Antes de ir al médico para una revisión rutinaria, fui al supermercado a comprar algo de comida para la cena de esta noche. La semana anterior concerté con mi familia una reunión en mi casa para celebrar los 7 meses de embarazo. Ya faltaba poco para que naciera mi hijo.

Camino del supermercado iba sumergida en mis pensamientos, por lo que no me di cuenta hasta que llegué de que definitivamente algo malo pasaba. No había nadie en la calle y los coches… o tenían las puertas abiertas o estaban involucrados en siniestros accidentes. El único indicio de actividad humana reciente eran un peluche y algunas zapatillas arrojados al suelo. Parecía que todo el mundo había intentado huir de algo y, o bien lo consiguieron en tiempo récord, o bien algo mucho peor.
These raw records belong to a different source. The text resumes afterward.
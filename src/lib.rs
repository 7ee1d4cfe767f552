//! aeroresource - query-directive application and CRUD mediation for
//! arbitrary resource types
//!
//! - `query`: directive sets, settings and the pure applier
//! - `resource`: the entity capability, scoped queryables and patch deltas
//! - `adapter`: CRUD orchestration over an injected store
//! - `endpoint`: per-request state machines and HTTP framing
//! - `cli`: configuration, logging and the serving binary

pub mod adapter;
pub mod cli;
pub mod endpoint;
pub mod query;
pub mod resource;
use mathgraph_core::node::Node;
use mathgraph_core::parser::parse;
use std::ffi::{CStr, CString};
use std::os::raw::{c_char, c_double};
use std::ptr;

/// A parsed expression behind an opaque handle.
///
/// Parsing never fails from the host's point of view: a malformed expression
/// produces a handle whose evaluator returns `NaN` everywhere, which the
/// host draws as an empty curve.
pub struct ExprHandle {
    body: Option<Node>,
}

#[no_mangle]
pub unsafe extern "C" fn mathgraph_expr_parse(expr: *const c_char) -> *mut ExprHandle {
    let body = CStr::from_ptr(expr)
        .to_str()
        .ok()
        .and_then(|s| parse(s).ok());
    Box::into_raw(Box::new(ExprHandle { body }))
}

#[no_mangle]
pub unsafe extern "C" fn mathgraph_expr_is_valid(handle: *mut ExprHandle) -> bool {
    (*handle).body.is_some()
}

#[no_mangle]
pub unsafe extern "C" fn mathgraph_expr_eval(handle: *mut ExprHandle, x: c_double) -> c_double {
    match &(*handle).body {
        Some(node) => node.eval(x),
        None => f64::NAN,
    }
}

/// Returns the canonical display string, or null for a handle that did not
/// parse. The caller must release it with `mathgraph_str_free`.
#[no_mangle]
pub unsafe extern "C" fn mathgraph_expr_display(handle: *mut ExprHandle) -> *mut c_char {
    match &(*handle).body {
        Some(node) => CString::new(node.to_string())
            .map(CString::into_raw)
            .unwrap_or(ptr::null_mut()),
        None => ptr::null_mut(),
    }
}

#[no_mangle]
pub unsafe extern "C" fn mathgraph_str_free(s: *mut c_char) {
    if !s.is_null() {
        // let the compiler drop the string
        let _ = CString::from_raw(s);
    }
}

#[no_mangle]
pub unsafe extern "C" fn mathgraph_expr_free(handle: *mut ExprHandle) {
    // let the compiler drop the box
    let _ = Box::from_raw(handle);
}
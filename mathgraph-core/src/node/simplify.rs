use super::{BinOp, Node};

/// Applies a fixed set of local algebraic identities, bottom-up:
/// `x + 0`, `0 + x`, `x - 0`, `1 * x`, `x * 1`, `0 * x`, `x * 0` and `x^1`.
///
/// This is not a general simplifier. It exists so that trees produced from
/// coefficient templates read naturally (`1*x + 0` shows up as `x`); nothing
/// else is rewritten.
pub fn simplify(node: Node) -> Node {
    match node {
        Node::Binary { op, left, right } => {
            let left = simplify(*left);
            let right = simplify(*right);
            match op {
                BinOp::Add if is_literal(&right, 0.0) => left,
                BinOp::Add if is_literal(&left, 0.0) => right,
                BinOp::Sub if is_literal(&right, 0.0) => left,
                BinOp::Mul if is_literal(&left, 1.0) => right,
                BinOp::Mul if is_literal(&right, 1.0) => left,
                BinOp::Mul if is_literal(&left, 0.0) || is_literal(&right, 0.0) => Node::num("0"),
                _ => Node::binary(op, left, right),
            }
        }
        Node::Power(base, exponent) => {
            let base = simplify(*base);
            let exponent = simplify(*exponent);
            if is_literal(&exponent, 1.0) {
                base
            } else {
                Node::power(base, exponent)
            }
        }
        Node::Call(func, arg) => Node::call(func, simplify(*arg)),
        leaf => leaf,
    }
}

fn is_literal(node: &Node, value: f64) -> bool {
    if let Node::Num(text) = node {
        return text.parse::<f64>().map_or(false, |v| v == value);
    }
    false
}
mod intersect;
mod template;
mod worker;

pub use self::intersect::{find_intersections, Point};
pub use self::template::{Template, TemplateKind};
pub use self::worker::IntersectionWorker;

use rand::Rng;
use tracing::warn;

use crate::editor::{EditorInput, EditorState};
use crate::node::{eval, Node};
use crate::parser::parse;

/// Reference screen width the original layout was tuned against, in pixels.
const SCREEN_WIDTH_PX: f32 = 1080.0;
/// Extra plotting units scanned past each visible edge, to catch
/// intersections that sit right at the border.
const EDGE_BUFFER: f64 = 5.0;
/// Every this many added functions, the session reports a milestone so the
/// embedding shell can run its own counted trigger.
const MILESTONE_EVERY: u64 = 5;

/// An opaque sRGB color assigned to a plotted curve.
#[derive(Debug, PartialEq, Eq, Hash, Copy, Clone)]
pub struct Color {
    pub r: u8,
    pub g: u8,
    pub b: u8,
}

impl Color {
    fn random() -> Color {
        let mut rng = rand::thread_rng();
        Color {
            r: rng.gen(),
            g: rng.gen(),
            b: rng.gen(),
        }
    }
}

#[derive(Debug, PartialEq, Eq, Hash, Copy, Clone, PartialOrd, Ord)]
pub struct FunctionId(u64);

/// A function frozen for plotting.
///
/// The body is fixed at creation time: editing the input afterwards only
/// affects the next function that gets added. A `None` body is the frozen
/// form of an expression that failed to parse; it evaluates to `NaN`
/// everywhere, which the renderer draws as an empty curve.
#[derive(Debug, Clone)]
pub struct PlotFunction {
    pub id: FunctionId,
    pub expression: String,
    body: Option<Node>,
    pub color: Color,
    pub visible: bool,
}

impl PlotFunction {
    /// Evaluates the frozen body at `x`. Never panics; non-finite results
    /// mark breaks in the curve.
    pub fn eval_at(&self, x: f64) -> f64 {
        match &self.body {
            Some(node) => eval(node, x),
            None => f64::NAN,
        }
    }

    /// The tree behind the curve, when the source parsed.
    pub fn display_node(&self) -> Option<&Node> {
        self.body.as_ref()
    }
}

/// Pan/zoom state in the pixels-per-unit model of the host canvas.
#[derive(Debug, PartialEq, Copy, Clone)]
pub struct Viewport {
    pub scale: f32,
    pub offset_x: f32,
    pub offset_y: f32,
}

impl Default for Viewport {
    fn default() -> Viewport {
        Viewport {
            scale: 40.0,
            offset_x: 0.0,
            offset_y: 0.0,
        }
    }
}

impl Viewport {
    /// The world-coordinate x range covered by a screen `width` pixels wide.
    pub fn x_range(&self, width: f32) -> (f64, f64) {
        let half = width / 2.0;
        (
            ((-half - self.offset_x) / self.scale) as f64,
            ((half - self.offset_x) / self.scale) as f64,
        )
    }
}

#[derive(Debug, PartialEq, Eq, Copy, Clone)]
pub enum SessionEvent {
    /// Fired on every fifth added function.
    MilestoneReached,
}

/// Why an add request was rejected. The session is unchanged in every case.
#[derive(Debug, PartialEq, Eq, Copy, Clone)]
pub enum AddError {
    /// The editable tree still contains a placeholder.
    Incomplete,
    /// There is nothing to add.
    Empty,
    /// A template produced text the parser does not accept.
    Malformed,
}

/// Owns the list of plotted functions, the single expression being composed,
/// and the viewport, and keeps the intersection set up to date through the
/// background worker.
///
/// All mutation happens through `&mut self` on the embedding thread; the
/// worker only ever sees owned snapshots of the function list.
pub struct GraphSession {
    functions: Vec<PlotFunction>,
    editor: EditorState,
    viewport: Viewport,
    next_id: u64,
    added_count: u64,
    worker: IntersectionWorker,
}

impl GraphSession {
    pub fn new() -> GraphSession {
        GraphSession {
            functions: Vec::new(),
            editor: EditorState::new(),
            viewport: Viewport::default(),
            next_id: 0,
            added_count: 0,
            worker: IntersectionWorker::new(),
        }
    }

    pub fn functions(&self) -> &[PlotFunction] {
        &self.functions
    }

    pub fn editor(&self) -> &EditorState {
        &self.editor
    }

    pub fn viewport(&self) -> Viewport {
        self.viewport
    }

    /// Routes one key of the structural alphabet into the editor.
    pub fn input(&mut self, input: EditorInput) {
        self.editor = self.editor.apply(input);
    }

    /// Moves the editor cursor, e.g. after a tap on a rendered node.
    pub fn focus(&mut self, path: Vec<usize>) {
        self.editor = self.editor.with_focus(path);
    }

    /// Freezes the structurally edited tree into a plotted function and
    /// resets the editor. Rejected while the tree still has an empty slot.
    pub fn add_from_editor(&mut self) -> Result<Option<SessionEvent>, AddError> {
        let root = self.editor.root.clone();
        if !root.is_complete() {
            return Err(AddError::Incomplete);
        }
        let expression = root.to_string();
        let event = self.push_function(expression, Some(root));
        self.editor = EditorState::new();
        Ok(event)
    }

    /// Adds a function from flat text. A syntax error is not an error at
    /// this level: the curve is added with a constant-NaN evaluator, per the
    /// degradation contract of the flat path.
    pub fn add_from_text(&mut self, expr: &str) -> Result<Option<SessionEvent>, AddError> {
        if expr.trim().is_empty() {
            return Err(AddError::Empty);
        }
        let body = match parse(expr) {
            Ok(node) => Some(node),
            Err(err) => {
                warn!(?err, expr, "expression failed to parse, plotting as NaN");
                None
            }
        };
        Ok(self.push_function(expr.to_string(), body))
    }

    /// Adds a function built from a coefficient template. The displayed
    /// expression is the simplified form, so default coefficients vanish.
    pub fn add_from_template(&mut self, template: &Template) -> Result<Option<SessionEvent>, AddError> {
        let node = template.to_node().map_err(|_| AddError::Malformed)?;
        let expression = node.clone().simplify().to_string();
        Ok(self.push_function(expression, Some(node)))
    }

    fn push_function(&mut self, expression: String, body: Option<Node>) -> Option<SessionEvent> {
        let id = FunctionId(self.next_id);
        self.next_id += 1;
        self.functions.push(PlotFunction {
            id,
            expression,
            body,
            color: Color::random(),
            visible: true,
        });
        self.added_count += 1;
        self.recompute_intersections();

        if self.added_count % MILESTONE_EVERY == 0 {
            Some(SessionEvent::MilestoneReached)
        } else {
            None
        }
    }

    pub fn remove(&mut self, id: FunctionId) {
        self.functions.retain(|f| f.id != id);
        self.recompute_intersections();
    }

    pub fn toggle_visibility(&mut self, id: FunctionId) {
        for f in &mut self.functions {
            if f.id == id {
                f.visible = !f.visible;
            }
        }
        self.recompute_intersections();
    }

    pub fn set_viewport(&mut self, viewport: Viewport) {
        self.viewport = viewport;
        self.recompute_intersections();
    }

    /// The most recently published intersection set. Derived data: it is
    /// recomputed from scratch by the worker after every relevant change and
    /// never patched incrementally.
    pub fn intersections(&self) -> Vec<Point> {
        self.worker.latest()
    }

    fn recompute_intersections(&self) {
        let (start, end) = self.viewport.x_range(SCREEN_WIDTH_PX);
        self.worker
            .submit(self.functions.clone(), start - EDGE_BUFFER, end + EDGE_BUFFER);
    }
}

impl Default for GraphSession {
    fn default() -> GraphSession {
        GraphSession::new()
    }
}

#[cfg(test)]
pub(crate) mod tests {
    use super::*;
    use crate::node::VarKind;
    use std::thread;
    use std::time::{Duration, Instant};

    /// Builds a standalone visible function for tests; malformed text gets
    /// the same constant-NaN body a session would give it.
    pub(crate) fn plot(expr: &str) -> PlotFunction {
        PlotFunction {
            id: FunctionId(0),
            expression: expr.to_string(),
            body: parse(expr).ok(),
            color: Color { r: 0, g: 0, b: 0 },
            visible: true,
        }
    }

    #[test]
    fn it_freezes_the_editor_tree_on_add() {
        let mut session = GraphSession::new();
        session.input(EditorInput::Digit('2'));
        session.input(EditorInput::Var(VarKind::X));

        session.add_from_editor().unwrap();
        assert_eq!(session.functions().len(), 1);
        assert_eq!(session.functions()[0].expression, "2x");
        assert!((session.functions()[0].eval_at(3.0) - 6.0).abs() < 1e-9);

        // the editor is reset for the next expression
        assert_eq!(session.editor().root, Node::Placeholder);
    }

    #[test]
    fn it_rejects_incomplete_trees_and_keeps_state() {
        let mut session = GraphSession::new();
        session.input(EditorInput::Digit('2'));
        session.input(EditorInput::Op(crate::node::BinOp::Add));

        let before = session.editor().clone();
        assert_eq!(session.add_from_editor(), Err(AddError::Incomplete));
        assert!(session.functions().is_empty());
        assert_eq!(session.editor(), &before);
    }

    #[test]
    fn it_rejects_an_empty_editor() {
        let mut session = GraphSession::new();
        assert_eq!(session.add_from_editor(), Err(AddError::Incomplete));
    }

    #[test]
    fn it_degrades_malformed_text_to_a_nan_function() {
        let mut session = GraphSession::new();
        session.add_from_text("2 +* x").unwrap();
        assert_eq!(session.functions().len(), 1);
        assert!(session.functions()[0].eval_at(1.0).is_nan());

        assert_eq!(session.add_from_text("   "), Err(AddError::Empty));
    }

    #[test]
    fn it_reports_a_milestone_every_fifth_add() {
        let mut session = GraphSession::new();
        for i in 1..=10u32 {
            let event = session.add_from_text("x").unwrap();
            if i % 5 == 0 {
                assert_eq!(event, Some(SessionEvent::MilestoneReached));
            } else {
                assert_eq!(event, None);
            }
        }
    }

    #[test]
    fn it_removes_and_toggles_functions() {
        let mut session = GraphSession::new();
        session.add_from_text("x").unwrap();
        session.add_from_text("x + 1").unwrap();
        let first = session.functions()[0].id;

        session.toggle_visibility(first);
        assert!(!session.functions()[0].visible);
        session.toggle_visibility(first);
        assert!(session.functions()[0].visible);

        session.remove(first);
        assert_eq!(session.functions().len(), 1);
        assert_eq!(session.functions()[0].expression, "x + 1");
    }

    #[test]
    fn it_adds_simplified_template_functions() {
        let mut session = GraphSession::new();
        let template = Template::new(TemplateKind::Linear);
        session.add_from_template(&template).unwrap();
        assert_eq!(session.functions()[0].expression, "x");
        assert!((session.functions()[0].eval_at(2.0) - 2.0).abs() < 1e-9);
    }

    #[test]
    fn it_recomputes_intersections_in_the_background() {
        let mut session = GraphSession::new();
        session.add_from_text("x").unwrap();
        session.add_from_text("0 - x").unwrap();

        let deadline = Instant::now() + Duration::from_secs(5);
        loop {
            let points = session.intersections();
            if points.len() == 1 {
                assert!(points[0].x.abs() < 1e-3);
                assert!(points[0].y.abs() < 1e-3);
                break;
            }
            assert!(Instant::now() < deadline, "intersections never published");
            thread::sleep(Duration::from_millis(10));
        }

        // hiding one curve of the pair empties the set again
        let first = session.functions()[0].id;
        session.toggle_visibility(first);
        let deadline = Instant::now() + Duration::from_secs(5);
        while !session.intersections().is_empty() {
            assert!(Instant::now() < deadline, "intersections never cleared");
            thread::sleep(Duration::from_millis(10));
        }
    }

    #[test]
    fn it_maps_the_viewport_to_a_world_range() {
        let viewport = Viewport::default();
        let (start, end) = viewport.x_range(1080.0);
        assert!((start + 13.5).abs() < 1e-6);
        assert!((end - 13.5).abs() < 1e-6);

        let panned = Viewport {
            scale: 40.0,
            offset_x: 40.0,
            offset_y: 0.0,
        };
        let (start, end) = panned.x_range(1080.0);
        assert!((start + 14.5).abs() < 1e-6);
        assert!((end - 12.5).abs() < 1e-6);
    }
}
use mathgraph_core::node::{BinOp, FuncKind, Node, VarKind};
use mathgraph_core::parser::parse;
use rand::prelude::*;

struct RecursiveCtx {
    pub depth: u32,

    /// The minimum precedence the generated subtree's root operator may
    /// have, so the rendered text re-parses into the same shape.
    pub min_precedence: u8,

    /// Loose function application (`sin x`) swallows everything to its
    /// right, so those calls are only generated on the rightmost spine.
    pub rightmost: bool,
}

const ATOM: u8 = 4;

fn random_leaf() -> Node {
    let mut rng = thread_rng();
    match rng.gen_range(0..4) {
        0 => Node::Var(VarKind::X),
        1 => Node::Var(VarKind::Pi),
        2 => Node::num(rng.gen_range(0..100).to_string()),
        3 => Node::num(format!("{}.{}", rng.gen_range(0..10), rng.gen_range(0..100))),
        _ => unreachable!(),
    }
}

fn random_node(ctx: RecursiveCtx) -> Node {
    let mut rng = thread_rng();
    // limit the amount of node depth
    if ctx.depth < 5 && rng.gen_range(0..10) > 2 {
        match rng.gen_range(0..7) {
            0 | 1 if ctx.min_precedence <= 1 => {
                let op = if rng.gen() { BinOp::Add } else { BinOp::Sub };
                return Node::binary(
                    op,
                    random_node(ctx.for_operand(1, false)),
                    random_node(ctx.for_operand(2, ctx.rightmost)),
                );
            }
            2 | 3 if ctx.min_precedence <= 2 => {
                let op = if rng.gen() { BinOp::Mul } else { BinOp::Div };
                return Node::binary(
                    op,
                    random_node(ctx.for_operand(2, false)),
                    random_node(ctx.for_operand(3, ctx.rightmost)),
                );
            }
            4 if ctx.min_precedence <= 3 => {
                return Node::power(
                    random_node(ctx.for_operand(ATOM, false)),
                    random_node(ctx.for_operand(3, ctx.rightmost)),
                );
            }
            // sqrt keeps parentheses, so it is safe anywhere
            5 => {
                return Node::call(FuncKind::Sqrt, random_node(ctx.for_operand(0, true)));
            }
            6 if ctx.rightmost && ctx.min_precedence <= 1 => {
                const LOOSE: [FuncKind; 4] =
                    [FuncKind::Sin, FuncKind::Cos, FuncKind::Abs, FuncKind::Exp];
                let func = *LOOSE.choose(&mut rng).unwrap();
                return Node::call(func, random_node(ctx.for_operand(0, true)));
            }
            _ => {}
        }
    }
    random_leaf()
}

impl RecursiveCtx {
    fn new() -> Self {
        Self {
            depth: 0,
            min_precedence: 0,
            rightmost: true,
        }
    }

    fn for_operand(&self, min_precedence: u8, rightmost: bool) -> Self {
        Self {
            depth: self.depth + 1,
            min_precedence,
            rightmost,
        }
    }
}

fn main() {
    for i in 0..5000 {
        let node = random_node(RecursiveCtx::new());
        let formatted = node.to_string();

        if i % 500 == 0 {
            println!("Testing {}", formatted);
        }

        let reparsed = match parse(&formatted) {
            Ok(reparsed) => reparsed,
            Err(err) => panic!("failed to re-parse {:?}: {:?}", formatted, err),
        };

        for &x in &[-2.5, -1.0, 0.0, 0.5, 2.0] {
            let ground_truth = node.eval(x);
            let result = reparsed.eval(x);

            // NaN-to-NaN counts as agreement; both sides broke the same way
            if ground_truth.is_nan() && result.is_nan() {
                continue;
            }

            let mut is_equal = (result - ground_truth).abs() < 0.001;
            if ground_truth != 0.0 && ground_truth.is_finite() {
                let rel_error = ((result - ground_truth) / ground_truth).abs();
                is_equal |= rel_error < 0.001;
            }
            if ground_truth.is_infinite() {
                is_equal = result == ground_truth;
            }
            assert!(
                is_equal,
                "{} evaluated to {} before and {} after re-parsing at x={}",
                formatted, ground_truth, result, x
            );
        }
    }
    println!("5000 random expressions round-tripped");
}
Asustada llamé a mi familia mientras corría a la comisaría más cercana. Nadie respondía. Cuando llegué, había casquillos y agujeros de bala por todas partes, pero absolutamente nada de sangre. Empecé a marearme y me senté en el frío suelo. Fue entonces cuando me di cuenta de algo horrible: desde hacía un par de horas mi pequeño no se movía. Nada podía ir ya peor. Pensé que el lugar más seguro era la antigua abadía que se encontraba a tan solo 2 kilómetros de donde me encontraba. Me monté en el coche de policía de la sirena encendida y conduje dirección norte.

Me pareció el mejor lugar de todos para escondernos, porque solamente lo conocíamos mis padres y yo. Además, si no sabías exactamente el camino, era difícil llegar, ya que en un cruce de cuatro caminos, a cierta hora del día, la luz del sol reflejaba en una fuente de la entrada y dejaba ver un quinto camino a través de la maleza. Atravesé el muro de hierba que rodeaba la abadía y dejé el coche en la entrada. Un rayo de esperanza me iluminó el corazón cuando vi el viejo coche de mi padre justo enfrente de la fuente.

Recuerdo que de pequeña mis padres me explicaron que representaba al arcángel Miguel derrotando a Lucifer, pero aquel día el portador de la lanza tenía en la mirada una luz incandescente semejante al sol del atardecer.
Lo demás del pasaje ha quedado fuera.